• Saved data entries
'''

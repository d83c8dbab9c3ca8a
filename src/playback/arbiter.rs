use crate::core::ThresholdConfig;

#[derive(Debug, Clone, Copy, PartialEq, Eq)]
pub enum PlaybackPhase {
    Paused,
    AttemptingPlay,
    Playing,
}

impl PlaybackPhase {
    pub fn display_text(&self) -> &str {
        match self {
            PlaybackPhase::Paused => "Paused",
            PlaybackPhase::AttemptingPlay => "Starting...",
            PlaybackPhase::Playing => "Playing",
        }
    }
}

#[derive(Debug, Clone, Copy, PartialEq, Eq)]
pub enum Command {
    Play,
    Pause,
}

/// Where a ratio sits relative to the two thresholds.
#[derive(Debug, Clone, Copy, PartialEq, Eq)]
pub enum Band {
    /// At or above the play threshold
    Play,
    /// Strictly between the thresholds
    Hold,
    /// At or below the pause threshold
    Pause,
}

/// Everything the arbiter looks at for one decision.
#[derive(Debug, Clone, Copy)]
pub struct Situation {
    pub ratio: f64,
    pub phase: PlaybackPhase,
    pub user_initiated: bool,
    pub load_failed: bool,
}

/// Turns ratios into play/pause commands with hysteresis.
#[derive(Debug, Clone)]
pub struct PlaybackArbiter {
    play_threshold: f64,
    pause_threshold: f64,
}

impl PlaybackArbiter {
    pub fn new(config: &ThresholdConfig) -> Self {
        Self {
            play_threshold: config.play_threshold,
            pause_threshold: config.pause_threshold,
        }
    }

    pub fn band(&self, ratio: f64) -> Band {
        if ratio >= self.play_threshold {
            Band::Play
        } else if ratio <= self.pause_threshold {
            Band::Pause
        } else {
            Band::Hold
        }
    }

    pub fn decide(&self, situation: Situation) -> Option<Command> {
        if situation.user_initiated {
            return None;
        }

        match (self.band(situation.ratio), situation.phase) {
            (Band::Play, PlaybackPhase::Paused) if !situation.load_failed => Some(Command::Play),
            (Band::Pause, PlaybackPhase::Playing | PlaybackPhase::AttemptingPlay) => Some(Command::Pause),
            _ => None,
        }
    }
}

'''

• Directions
Exactly as they appear, print the lines from the one holding "for one decision." through the final line of the entries, and no others.

• Solution to this task
/// Everything the arbiter looks at for one decision.
#[derive(Debug, Clone, Copy)]
pub struct Situation {
    pub ratio: f64,
    pub phase: PlaybackPhase,
    pub user_initiated: bool,
    pub load_failed: bool,
}

/// Turns ratios into play/pause commands with hysteresis.
#[derive(Debug, Clone)]
pub struct PlaybackArbiter {
    play_threshold: f64,
    pause_threshold: f64,
}

impl PlaybackArbiter {
    pub fn new(config: &ThresholdConfig) -> Self {
        Self {
            play_threshold: config.play_threshold,
            pause_threshold: config.pause_threshold,
        }
    }

    pub fn band(&self, ratio: f64) -> Band {
        if ratio >= self.play_threshold {
            Band::Play
        } else if ratio <= self.pause_threshold {
            Band::Pause
        } else {
            Band::Hold
        }
    }

    pub fn decide(&self, situation: Situation) -> Option<Command> {
        if situation.user_initiated {
            return None;
        }

        match (self.band(situation.ratio), situation.phase) {
            (Band::Play, PlaybackPhase::Paused) if !situation.load_failed => Some(Command::Play),
            (Band::Pause, PlaybackPhase::Playing | PlaybackPhase::AttemptingPlay) => Some(Command::Pause),
            _ => None,
        }
    }
}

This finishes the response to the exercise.